-------- Extracted information
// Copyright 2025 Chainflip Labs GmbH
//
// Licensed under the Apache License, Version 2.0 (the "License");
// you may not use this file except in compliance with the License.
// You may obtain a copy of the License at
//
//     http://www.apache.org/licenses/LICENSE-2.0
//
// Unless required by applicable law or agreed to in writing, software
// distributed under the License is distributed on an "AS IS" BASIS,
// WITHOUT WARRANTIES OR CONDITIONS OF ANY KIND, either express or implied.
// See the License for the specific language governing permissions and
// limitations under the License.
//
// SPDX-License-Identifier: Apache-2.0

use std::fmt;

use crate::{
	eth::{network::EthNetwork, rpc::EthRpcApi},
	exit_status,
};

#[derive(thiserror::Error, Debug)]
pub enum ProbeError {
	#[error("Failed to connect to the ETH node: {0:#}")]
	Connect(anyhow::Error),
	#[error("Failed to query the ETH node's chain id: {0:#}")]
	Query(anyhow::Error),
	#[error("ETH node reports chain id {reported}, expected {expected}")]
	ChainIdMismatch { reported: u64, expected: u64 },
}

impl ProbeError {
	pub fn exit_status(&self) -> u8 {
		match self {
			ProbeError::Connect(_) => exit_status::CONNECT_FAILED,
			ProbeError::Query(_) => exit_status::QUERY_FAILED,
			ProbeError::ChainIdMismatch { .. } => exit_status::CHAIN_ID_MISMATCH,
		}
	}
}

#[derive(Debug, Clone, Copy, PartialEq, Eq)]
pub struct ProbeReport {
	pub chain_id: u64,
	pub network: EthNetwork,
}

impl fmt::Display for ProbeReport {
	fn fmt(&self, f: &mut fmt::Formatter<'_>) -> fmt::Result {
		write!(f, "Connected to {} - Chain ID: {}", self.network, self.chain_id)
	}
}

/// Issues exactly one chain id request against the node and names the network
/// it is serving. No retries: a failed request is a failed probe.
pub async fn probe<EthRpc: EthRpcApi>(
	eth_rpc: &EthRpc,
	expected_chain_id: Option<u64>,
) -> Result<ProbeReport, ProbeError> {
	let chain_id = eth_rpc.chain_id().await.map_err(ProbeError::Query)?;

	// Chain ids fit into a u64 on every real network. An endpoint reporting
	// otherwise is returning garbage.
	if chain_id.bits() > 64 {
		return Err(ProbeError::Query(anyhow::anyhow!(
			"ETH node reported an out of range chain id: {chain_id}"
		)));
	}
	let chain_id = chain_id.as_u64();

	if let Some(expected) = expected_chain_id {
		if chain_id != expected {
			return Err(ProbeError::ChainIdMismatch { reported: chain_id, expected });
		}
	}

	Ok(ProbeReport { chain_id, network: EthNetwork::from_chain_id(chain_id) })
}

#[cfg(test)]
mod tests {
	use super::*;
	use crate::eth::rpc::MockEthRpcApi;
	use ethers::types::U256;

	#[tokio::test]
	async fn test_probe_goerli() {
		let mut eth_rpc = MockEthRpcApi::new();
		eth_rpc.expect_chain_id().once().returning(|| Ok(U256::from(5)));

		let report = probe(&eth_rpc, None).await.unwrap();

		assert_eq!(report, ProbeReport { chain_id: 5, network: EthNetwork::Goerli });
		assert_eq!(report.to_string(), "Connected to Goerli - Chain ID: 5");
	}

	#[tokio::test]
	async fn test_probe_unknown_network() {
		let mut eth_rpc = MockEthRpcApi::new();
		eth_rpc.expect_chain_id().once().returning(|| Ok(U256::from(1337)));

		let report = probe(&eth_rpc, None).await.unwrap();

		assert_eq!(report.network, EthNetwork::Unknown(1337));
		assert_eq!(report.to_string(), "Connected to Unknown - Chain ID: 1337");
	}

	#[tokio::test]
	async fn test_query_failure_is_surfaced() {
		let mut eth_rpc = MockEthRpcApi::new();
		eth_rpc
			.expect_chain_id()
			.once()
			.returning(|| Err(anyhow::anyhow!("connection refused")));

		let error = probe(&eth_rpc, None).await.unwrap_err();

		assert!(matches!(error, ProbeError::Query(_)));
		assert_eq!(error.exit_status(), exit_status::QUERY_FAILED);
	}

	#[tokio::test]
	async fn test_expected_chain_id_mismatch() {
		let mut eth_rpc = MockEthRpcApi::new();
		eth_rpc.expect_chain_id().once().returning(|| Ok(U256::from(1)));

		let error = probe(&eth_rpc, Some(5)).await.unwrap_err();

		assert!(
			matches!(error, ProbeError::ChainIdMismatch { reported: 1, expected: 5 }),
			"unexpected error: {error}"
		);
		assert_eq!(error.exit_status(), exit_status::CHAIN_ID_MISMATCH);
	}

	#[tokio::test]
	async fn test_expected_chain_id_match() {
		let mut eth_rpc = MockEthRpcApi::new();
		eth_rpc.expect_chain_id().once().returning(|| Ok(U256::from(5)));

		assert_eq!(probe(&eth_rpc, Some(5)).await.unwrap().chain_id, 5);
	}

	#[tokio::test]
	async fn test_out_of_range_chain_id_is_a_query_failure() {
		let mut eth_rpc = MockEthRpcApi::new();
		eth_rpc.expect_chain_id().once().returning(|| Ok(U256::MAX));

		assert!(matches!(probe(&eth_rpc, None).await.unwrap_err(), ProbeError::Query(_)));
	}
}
----------------
Locate the lines above that hold the word "request". Show every one of them.

/// Issues exactly one chain id request against the node and names the network
/// it is serving. No retries: a failed request is a failed probe.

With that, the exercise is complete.